◆ WHAT TO WORK ON: Entries follow. Give back exactly the lines starting at the one containing "let mut current: Option<String> = None;" and ending at the one containing "if lines.get(i +", and no other lines.

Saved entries
^^^^^^^^^^^^^^^^

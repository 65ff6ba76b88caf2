//! NumPy style `Parameters` / `Returns` sections.
//!
//! Other underlined sections are skipped (`Raises`) or kept as prose.

use super::{cleandoc, indent_of, RawFields};
use crate::core::ir::IntermediateRepr;

#[derive(Debug, Clone, Copy, PartialEq)]
enum Section {
    Params,
    Returns,
    Skipped,
    Prose,
}

fn section_kind(title: &str) -> Section {
    match title {
        "Parameters" | "Other Parameters" | "Attributes" => Section::Params,
        "Returns" | "Yields" => Section::Returns,
        "Raises" | "Warns" => Section::Skipped,
        _ => Section::Prose,
    }
}

fn is_underline(line: &str) -> bool {
    let trimmed = line.trim();
    trimmed.len() >= 3 && trimmed.chars().all(|c| c == '-')
}

pub fn parse(text: &str) -> (IntermediateRepr, bool) {
    let lines = cleandoc(text);
    let mut description = Vec::new();
    let mut fields = RawFields::default();
    let mut section = Section::Prose;
    let mut current: Option<String> = None;
    let mut in_returns_entry = false;

    let mut i = 0;
    while i < lines.len() {
        let line = &lines[i];
        let trimmed = line.trim();

        if lines.get(i + 1).is_some_and(|next| is_underline(next)) && !trimmed.is_empty() {
            section = section_kind(trimmed);
            current = None;
            in_returns_entry = false;
            if section == Section::Prose {
                description.push(line.clone());
                description.push(lines[i + 1].clone());
            }
            i += 2;
            continue;
        }
        i += 1;

        match section {
            Section::Prose => description.push(line.clone()),
            Section::Skipped => {}
            _ if trimmed.is_empty() => {}
            Section::Params if indent_of(line) == 0 => {
                let (name, typ) = match trimmed.split_once(':') {
                    Some((name, typ)) => (name.trim(), Some(typ.trim())),
                    None => (trimmed, None),
                };
                if name.starts_with('*') {
                    current = None;
                    continue;
                }
                let field = fields.param(name);
                field.typ = typ.filter(|t| !t.is_empty()).map(str::to_string);
                current = Some(name.to_string());
            }
            Section::Params => {
                if let Some(name) = &current {
                    fields.param(name).doc.push(trimmed.to_string());
                }
            }
            Section::Returns if indent_of(line) == 0 => {
                // `name : type` or a bare `type`
                let typ = trimmed
                    .split_once(':')
                    .map_or(trimmed, |(_, typ)| typ)
                    .trim();
                let returns = fields.returns();
                if returns.typ.is_none() {
                    returns.typ = Some(typ.to_string());
                }
                in_returns_entry = true;
            }
            Section::Returns => {
                if in_returns_entry {
                    fields.returns().doc.push(trimmed.to_string());
                }
            }
        }
    }

    while description.last().is_some_and(|l: &String| l.trim().is_empty()) {
        description.pop();
    }
    fields.into_ir(&description)
}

^^^^^^^^^^^^^^^^

◆ ANSWER SECTION:
    let mut current: Option<String> = None;
    let mut in_returns_entry = false;

    let mut i = 0;
    while i < lines.len() {
        let line = &lines[i];
        let trimmed = line.trim();

        if lines.get(i + 1).is_some_and(|next| is_underline(next)) && !trimmed.is_empty() {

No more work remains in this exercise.